* [Exercise] Here are some records. Transcribe all of them exactly.

* [Input]
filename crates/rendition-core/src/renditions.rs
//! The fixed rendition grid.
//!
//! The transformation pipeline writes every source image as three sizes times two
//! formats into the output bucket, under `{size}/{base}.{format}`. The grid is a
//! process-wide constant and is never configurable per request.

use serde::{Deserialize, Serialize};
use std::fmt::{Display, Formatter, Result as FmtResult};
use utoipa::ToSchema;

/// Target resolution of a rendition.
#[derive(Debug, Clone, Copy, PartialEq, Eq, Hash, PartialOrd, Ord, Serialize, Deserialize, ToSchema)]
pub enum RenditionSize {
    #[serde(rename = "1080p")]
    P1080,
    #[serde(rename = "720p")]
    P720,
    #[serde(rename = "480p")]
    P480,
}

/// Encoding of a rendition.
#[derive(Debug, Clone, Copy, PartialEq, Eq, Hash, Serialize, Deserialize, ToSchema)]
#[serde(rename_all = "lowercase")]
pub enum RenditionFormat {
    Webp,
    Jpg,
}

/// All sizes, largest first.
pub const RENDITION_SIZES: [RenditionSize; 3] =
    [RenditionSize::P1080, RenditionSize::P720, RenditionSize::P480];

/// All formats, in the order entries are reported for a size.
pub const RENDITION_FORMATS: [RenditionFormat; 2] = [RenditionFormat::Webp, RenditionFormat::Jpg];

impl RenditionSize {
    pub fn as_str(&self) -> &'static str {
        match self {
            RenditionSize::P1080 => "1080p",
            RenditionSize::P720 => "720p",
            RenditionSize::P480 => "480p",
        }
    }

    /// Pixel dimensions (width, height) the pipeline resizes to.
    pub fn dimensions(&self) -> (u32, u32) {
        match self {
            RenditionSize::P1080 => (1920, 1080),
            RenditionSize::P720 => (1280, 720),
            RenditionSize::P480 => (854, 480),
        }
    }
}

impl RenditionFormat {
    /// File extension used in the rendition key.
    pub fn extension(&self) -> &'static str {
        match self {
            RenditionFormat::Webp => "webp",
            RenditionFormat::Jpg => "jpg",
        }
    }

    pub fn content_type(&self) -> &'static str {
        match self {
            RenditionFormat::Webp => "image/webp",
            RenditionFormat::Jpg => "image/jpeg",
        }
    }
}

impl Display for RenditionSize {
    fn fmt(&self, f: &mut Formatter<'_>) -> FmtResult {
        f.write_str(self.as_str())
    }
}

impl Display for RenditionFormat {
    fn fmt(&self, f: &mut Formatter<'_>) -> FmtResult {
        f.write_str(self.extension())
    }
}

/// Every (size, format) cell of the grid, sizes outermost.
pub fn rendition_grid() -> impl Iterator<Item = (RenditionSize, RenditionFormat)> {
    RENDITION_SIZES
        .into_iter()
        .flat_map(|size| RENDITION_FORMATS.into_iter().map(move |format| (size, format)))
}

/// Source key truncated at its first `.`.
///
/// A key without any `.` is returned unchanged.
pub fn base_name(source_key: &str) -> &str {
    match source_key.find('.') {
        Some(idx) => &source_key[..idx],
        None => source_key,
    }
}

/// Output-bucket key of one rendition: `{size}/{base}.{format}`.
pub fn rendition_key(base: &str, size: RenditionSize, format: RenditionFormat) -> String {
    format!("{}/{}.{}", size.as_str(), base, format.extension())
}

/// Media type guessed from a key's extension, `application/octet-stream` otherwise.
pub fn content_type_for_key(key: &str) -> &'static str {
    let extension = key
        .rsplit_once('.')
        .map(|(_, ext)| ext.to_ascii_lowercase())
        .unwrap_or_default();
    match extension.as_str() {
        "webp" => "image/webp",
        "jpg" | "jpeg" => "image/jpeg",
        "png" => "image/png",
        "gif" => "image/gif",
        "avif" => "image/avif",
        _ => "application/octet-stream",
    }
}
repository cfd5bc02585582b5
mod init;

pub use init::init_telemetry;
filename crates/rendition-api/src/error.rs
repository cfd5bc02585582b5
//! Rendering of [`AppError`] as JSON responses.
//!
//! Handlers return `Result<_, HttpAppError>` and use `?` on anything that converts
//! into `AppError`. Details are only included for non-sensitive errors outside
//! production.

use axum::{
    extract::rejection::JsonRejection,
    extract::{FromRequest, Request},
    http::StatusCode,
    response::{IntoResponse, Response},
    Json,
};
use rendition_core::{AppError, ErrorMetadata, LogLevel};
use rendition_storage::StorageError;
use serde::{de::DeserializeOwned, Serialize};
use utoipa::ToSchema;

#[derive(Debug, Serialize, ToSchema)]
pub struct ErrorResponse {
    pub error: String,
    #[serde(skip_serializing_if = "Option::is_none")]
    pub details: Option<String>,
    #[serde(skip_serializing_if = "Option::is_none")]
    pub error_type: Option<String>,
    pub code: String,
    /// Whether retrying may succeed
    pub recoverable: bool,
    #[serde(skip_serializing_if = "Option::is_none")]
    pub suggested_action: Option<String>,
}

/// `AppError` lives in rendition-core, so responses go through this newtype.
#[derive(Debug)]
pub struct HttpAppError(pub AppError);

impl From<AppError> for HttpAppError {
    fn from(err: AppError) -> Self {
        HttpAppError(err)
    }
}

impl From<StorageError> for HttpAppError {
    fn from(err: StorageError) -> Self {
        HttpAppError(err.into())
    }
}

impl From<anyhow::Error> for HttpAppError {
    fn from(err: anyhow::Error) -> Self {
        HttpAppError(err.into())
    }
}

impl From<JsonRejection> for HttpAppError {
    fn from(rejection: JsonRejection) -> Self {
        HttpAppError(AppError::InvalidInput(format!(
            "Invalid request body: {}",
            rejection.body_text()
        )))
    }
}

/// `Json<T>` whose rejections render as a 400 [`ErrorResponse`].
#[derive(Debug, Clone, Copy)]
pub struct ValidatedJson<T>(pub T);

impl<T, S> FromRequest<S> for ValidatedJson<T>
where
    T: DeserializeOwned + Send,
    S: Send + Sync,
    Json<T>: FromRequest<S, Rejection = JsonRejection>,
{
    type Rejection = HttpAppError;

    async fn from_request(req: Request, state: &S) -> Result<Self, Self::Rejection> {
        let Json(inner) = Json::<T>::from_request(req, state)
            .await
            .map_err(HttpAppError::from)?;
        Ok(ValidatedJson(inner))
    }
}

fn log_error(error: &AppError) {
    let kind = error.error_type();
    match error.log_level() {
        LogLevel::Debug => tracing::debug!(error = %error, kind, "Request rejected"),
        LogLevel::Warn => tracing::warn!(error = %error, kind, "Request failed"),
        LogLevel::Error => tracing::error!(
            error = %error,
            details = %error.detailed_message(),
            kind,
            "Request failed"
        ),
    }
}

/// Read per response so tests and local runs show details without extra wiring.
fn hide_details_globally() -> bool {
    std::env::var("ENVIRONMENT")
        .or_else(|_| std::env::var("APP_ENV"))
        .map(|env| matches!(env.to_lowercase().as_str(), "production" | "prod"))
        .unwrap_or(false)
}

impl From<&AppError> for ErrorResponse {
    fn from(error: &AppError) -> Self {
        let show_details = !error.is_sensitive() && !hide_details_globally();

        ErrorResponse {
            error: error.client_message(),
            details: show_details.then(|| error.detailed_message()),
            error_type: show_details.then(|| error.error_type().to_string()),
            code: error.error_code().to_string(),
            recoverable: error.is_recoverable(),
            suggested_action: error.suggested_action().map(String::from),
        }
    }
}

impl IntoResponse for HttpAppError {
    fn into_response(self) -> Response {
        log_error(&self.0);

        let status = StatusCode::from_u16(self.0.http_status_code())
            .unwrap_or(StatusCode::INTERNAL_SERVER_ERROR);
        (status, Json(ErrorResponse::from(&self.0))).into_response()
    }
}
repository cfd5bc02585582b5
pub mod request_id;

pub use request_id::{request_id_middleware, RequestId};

* [Exercise solution]
filename crates/rendition-core/src/renditions.rs
//! The fixed rendition grid.
//!
//! The transformation pipeline writes every source image as three sizes times two
//! formats into the output bucket, under `{size}/{base}.{format}`. The grid is a
//! process-wide constant and is never configurable per request.

use serde::{Deserialize, Serialize};
use std::fmt::{Display, Formatter, Result as FmtResult};
use utoipa::ToSchema;

/// Target resolution of a rendition.
#[derive(Debug, Clone, Copy, PartialEq, Eq, Hash, PartialOrd, Ord, Serialize, Deserialize, ToSchema)]
pub enum RenditionSize {
    #[serde(rename = "1080p")]
    P1080,
    #[serde(rename = "720p")]
    P720,
    #[serde(rename = "480p")]
    P480,
}

/// Encoding of a rendition.
#[derive(Debug, Clone, Copy, PartialEq, Eq, Hash, Serialize, Deserialize, ToSchema)]
#[serde(rename_all = "lowercase")]
pub enum RenditionFormat {
    Webp,
    Jpg,
}

/// All sizes, largest first.
pub const RENDITION_SIZES: [RenditionSize; 3] =
    [RenditionSize::P1080, RenditionSize::P720, RenditionSize::P480];

/// All formats, in the order entries are reported for a size.
pub const RENDITION_FORMATS: [RenditionFormat; 2] = [RenditionFormat::Webp, RenditionFormat::Jpg];

impl RenditionSize {
    pub fn as_str(&self) -> &'static str {
        match self {
            RenditionSize::P1080 => "1080p",
            RenditionSize::P720 => "720p",
            RenditionSize::P480 => "480p",
        }
    }

    /// Pixel dimensions (width, height) the pipeline resizes to.
    pub fn dimensions(&self) -> (u32, u32) {
        match self {
            RenditionSize::P1080 => (1920, 1080),
            RenditionSize::P720 => (1280, 720),
            RenditionSize::P480 => (854, 480),
        }
    }
}

impl RenditionFormat {
    /// File extension used in the rendition key.
    pub fn extension(&self) -> &'static str {
        match self {
            RenditionFormat::Webp => "webp",
            RenditionFormat::Jpg => "jpg",
        }
    }

    pub fn content_type(&self) -> &'static str {
        match self {
            RenditionFormat::Webp => "image/webp",
            RenditionFormat::Jpg => "image/jpeg",
        }
    }
}

impl Display for RenditionSize {
    fn fmt(&self, f: &mut Formatter<'_>) -> FmtResult {
        f.write_str(self.as_str())
    }
}

impl Display for RenditionFormat {
    fn fmt(&self, f: &mut Formatter<'_>) -> FmtResult {
        f.write_str(self.extension())
    }
}

/// Every (size, format) cell of the grid, sizes outermost.
pub fn rendition_grid() -> impl Iterator<Item = (RenditionSize, RenditionFormat)> {
    RENDITION_SIZES
        .into_iter()
        .flat_map(|size| RENDITION_FORMATS.into_iter().map(move |format| (size, format)))
}

/// Source key truncated at its first `.`.
///
/// A key without any `.` is returned unchanged.
pub fn base_name(source_key: &str) -> &str {
    match source_key.find('.') {
        Some(idx) => &source_key[..idx],
        None => source_key,
    }
}

/// Output-bucket key of one rendition: `{size}/{base}.{format}`.
pub fn rendition_key(base: &str, size: RenditionSize, format: RenditionFormat) -> String {
    format!("{}/{}.{}", size.as_str(), base, format.extension())
}

/// Media type guessed from a key's extension, `application/octet-stream` otherwise.
pub fn content_type_for_key(key: &str) -> &'static str {
    let extension = key
        .rsplit_once('.')
        .map(|(_, ext)| ext.to_ascii_lowercase())
        .unwrap_or_default();
    match extension.as_str() {
        "webp" => "image/webp",
        "jpg" | "jpeg" => "image/jpeg",
        "png" => "image/png",
        "gif" => "image/gif",
        "avif" => "image/avif",
        _ => "application/octet-stream",
    }
}
repository cfd5bc02585582b5
mod init;

pub use init::init_telemetry;
filename crates/rendition-api/src/error.rs
repository cfd5bc02585582b5
//! Rendering of [`AppError`] as JSON responses.
//!
//! Handlers return `Result<_, HttpAppError>` and use `?` on anything that converts
//! into `AppError`. Details are only included for non-sensitive errors outside
//! production.

use axum::{
    extract::rejection::JsonRejection,
    extract::{FromRequest, Request},
    http::StatusCode,
    response::{IntoResponse, Response},
    Json,
};
use rendition_core::{AppError, ErrorMetadata, LogLevel};
use rendition_storage::StorageError;
use serde::{de::DeserializeOwned, Serialize};
use utoipa::ToSchema;

#[derive(Debug, Serialize, ToSchema)]
pub struct ErrorResponse {
    pub error: String,
    #[serde(skip_serializing_if = "Option::is_none")]
    pub details: Option<String>,
    #[serde(skip_serializing_if = "Option::is_none")]
    pub error_type: Option<String>,
    pub code: String,
    /// Whether retrying may succeed
    pub recoverable: bool,
    #[serde(skip_serializing_if = "Option::is_none")]
    pub suggested_action: Option<String>,
}

/// `AppError` lives in rendition-core, so responses go through this newtype.
#[derive(Debug)]
pub struct HttpAppError(pub AppError);

impl From<AppError> for HttpAppError {
    fn from(err: AppError) -> Self {
        HttpAppError(err)
    }
}

impl From<StorageError> for HttpAppError {
    fn from(err: StorageError) -> Self {
        HttpAppError(err.into())
    }
}

impl From<anyhow::Error> for HttpAppError {
    fn from(err: anyhow::Error) -> Self {
        HttpAppError(err.into())
    }
}

impl From<JsonRejection> for HttpAppError {
    fn from(rejection: JsonRejection) -> Self {
        HttpAppError(AppError::InvalidInput(format!(
            "Invalid request body: {}",
            rejection.body_text()
        )))
    }
}

/// `Json<T>` whose rejections render as a 400 [`ErrorResponse`].
#[derive(Debug, Clone, Copy)]
pub struct ValidatedJson<T>(pub T);

impl<T, S> FromRequest<S> for ValidatedJson<T>
where
    T: DeserializeOwned + Send,
    S: Send + Sync,
    Json<T>: FromRequest<S, Rejection = JsonRejection>,
{
    type Rejection = HttpAppError;

    async fn from_request(req: Request, state: &S) -> Result<Self, Self::Rejection> {
        let Json(inner) = Json::<T>::from_request(req, state)
            .await
            .map_err(HttpAppError::from)?;
        Ok(ValidatedJson(inner))
    }
}

fn log_error(error: &AppError) {
    let kind = error.error_type();
    match error.log_level() {
        LogLevel::Debug => tracing::debug!(error = %error, kind, "Request rejected"),
        LogLevel::Warn => tracing::warn!(error = %error, kind, "Request failed"),
        LogLevel::Error => tracing::error!(
            error = %error,
            details = %error.detailed_message(),
            kind,
            "Request failed"
        ),
    }
}

/// Read per response so tests and local runs show details without extra wiring.
fn hide_details_globally() -> bool {
    std::env::var("ENVIRONMENT")
        .or_else(|_| std::env::var("APP_ENV"))
        .map(|env| matches!(env.to_lowercase().as_str(), "production" | "prod"))
        .unwrap_or(false)
}

impl From<&AppError> for ErrorResponse {
    fn from(error: &AppError) -> Self {
        let show_details = !error.is_sensitive() && !hide_details_globally();

        ErrorResponse {
            error: error.client_message(),
            details: show_details.then(|| error.detailed_message()),
            error_type: show_details.then(|| error.error_type().to_string()),
            code: error.error_code().to_string(),
            recoverable: error.is_recoverable(),
            suggested_action: error.suggested_action().map(String::from),
        }
    }
}

impl IntoResponse for HttpAppError {
    fn into_response(self) -> Response {
        log_error(&self.0);

        let status = StatusCode::from_u16(self.0.http_status_code())
            .unwrap_or(StatusCode::INTERNAL_SERVER_ERROR);
        (status, Json(ErrorResponse::from(&self.0))).into_response()
    }
}
repository cfd5bc02585582b5
pub mod request_id;

pub use request_id::{request_id_middleware, RequestId};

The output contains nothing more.